Phoebe Anna Traquair
Watercolour on paper
Phoebe Anna Traquair HRSA, 1852 - 1936
From the 1880s to the 1920s Phoebe Anna Traquair was known as one of Scotland’s leading muralists and craft artists. The daughter of a Dublin doctor, she had been born and educated in Ireland and settled in Edinburgh with her zoologist husband Dr Ramsay Heatley Traquair (1840-1912). Traquair’s admired Greek sculpture and the romance of Pre-Raphaelite painting, medieval craft as well as modern engineering.
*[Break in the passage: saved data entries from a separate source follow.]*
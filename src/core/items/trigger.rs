//! Trigger: offene oder geschlossene Fläche mit Aktionen.

use glam::Vec3;
use ts_map_primitives::{FlagField, Token};

use super::{ItemData, PolygonShape};
use crate::core::container::ItemContainer;
use crate::core::error::{check_range, TopologyResult};
use crate::core::{topology, ItemId};

const FLAG_PARTIAL_ACTIVATION: u32 = 0;
const FLAG_CLOSED: u32 = 1;
const FLAG_ONE_TIME: u32 = 2;
const FLAG_MANUAL: u32 = 3;

/// Aktion, die beim Auslösen ausgeführt wird.
#[derive(Debug, Clone, PartialEq)]
pub struct TriggerAction {
    pub name: Token,
    pub parameters: Vec<f32>,
}

#[derive(Debug, Clone, PartialEq)]
pub struct Trigger {
    pub shape: PolygonShape,
    pub flags: FlagField,
    pub actions: Vec<TriggerAction>,
    /// Auslöseradius in Dezimetern (×10)
    pub(crate) range: u16,
}

impl Trigger {
    /// Legt einen Trigger an; `closed` verbindet den letzten mit dem ersten Punkt.
    pub fn add<C: ItemContainer + ?Sized>(
        container: &mut C,
        positions: &[Vec3],
        closed: bool,
    ) -> TopologyResult<ItemId> {
        topology::add_polygon(container, positions, 2, |shape| {
            let mut flags = FlagField::default();
            flags.set(FLAG_CLOSED, closed);
            ItemData::Trigger(Trigger {
                shape,
                flags,
                actions: Vec::new(),
                range: 0,
            })
        })
    }

    pub fn is_closed(&self) -> bool {
        self.flags.get(FLAG_CLOSED)
    }

    pub fn set_closed(&mut self, value: bool) {
        self.flags.set(FLAG_CLOSED, value);
    }

    pub fn partial_activation(&self) -> bool {
        self.flags.get(FLAG_PARTIAL_ACTIVATION)
    }

    pub fn set_partial_activation(&mut self, value: bool) {
        self.flags.set(FLAG_PARTIAL_ACTIVATION, value);
    }

    pub fn one_time(&self) -> bool {
        self.flags.get(FLAG_ONE_TIME)
    }

    pub fn set_one_time(&mut self, value: bool) {
        self.flags.set(FLAG_ONE_TIME, value);
    }

    pub fn is_manual(&self) -> bool {
        self.flags.get(FLAG_MANUAL)
    }

    pub fn set_manual(&mut self, value: bool) {
        self.flags.set(FLAG_MANUAL, value);
    }

    pub fn range(&self) -> f32 {
        self.range as f32 / 10.0
    }

    pub fn set_range(&mut self, meters: f32) -> TopologyResult<()> {
        check_range("range", meters as f64, 0.0, u16::MAX as f64 / 10.0)?;
        self.range = (meters * 10.0).round() as u16;
        Ok(())
    }
}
Her mentors above all were the great poets and writers of the past and present including Dante, Blake and Rossetti. She struck up friendships with artists including William Holman Hunt and briefly corresponded with John Ruskin in the late 1880s. Ruskin lent her medieval manuscripts to study and copy, and these, together with her reading, inspired a series of glorious illuminations of poetry. Above all she always enjoyed the challenges of mastering traditional crafts from embroidery to leather bookcover tooling and, after 1900, art enamelling on copper and silver. She had a professional studio space within the Dean Studio in Lynedoch Place, Edinburgh, from 1890.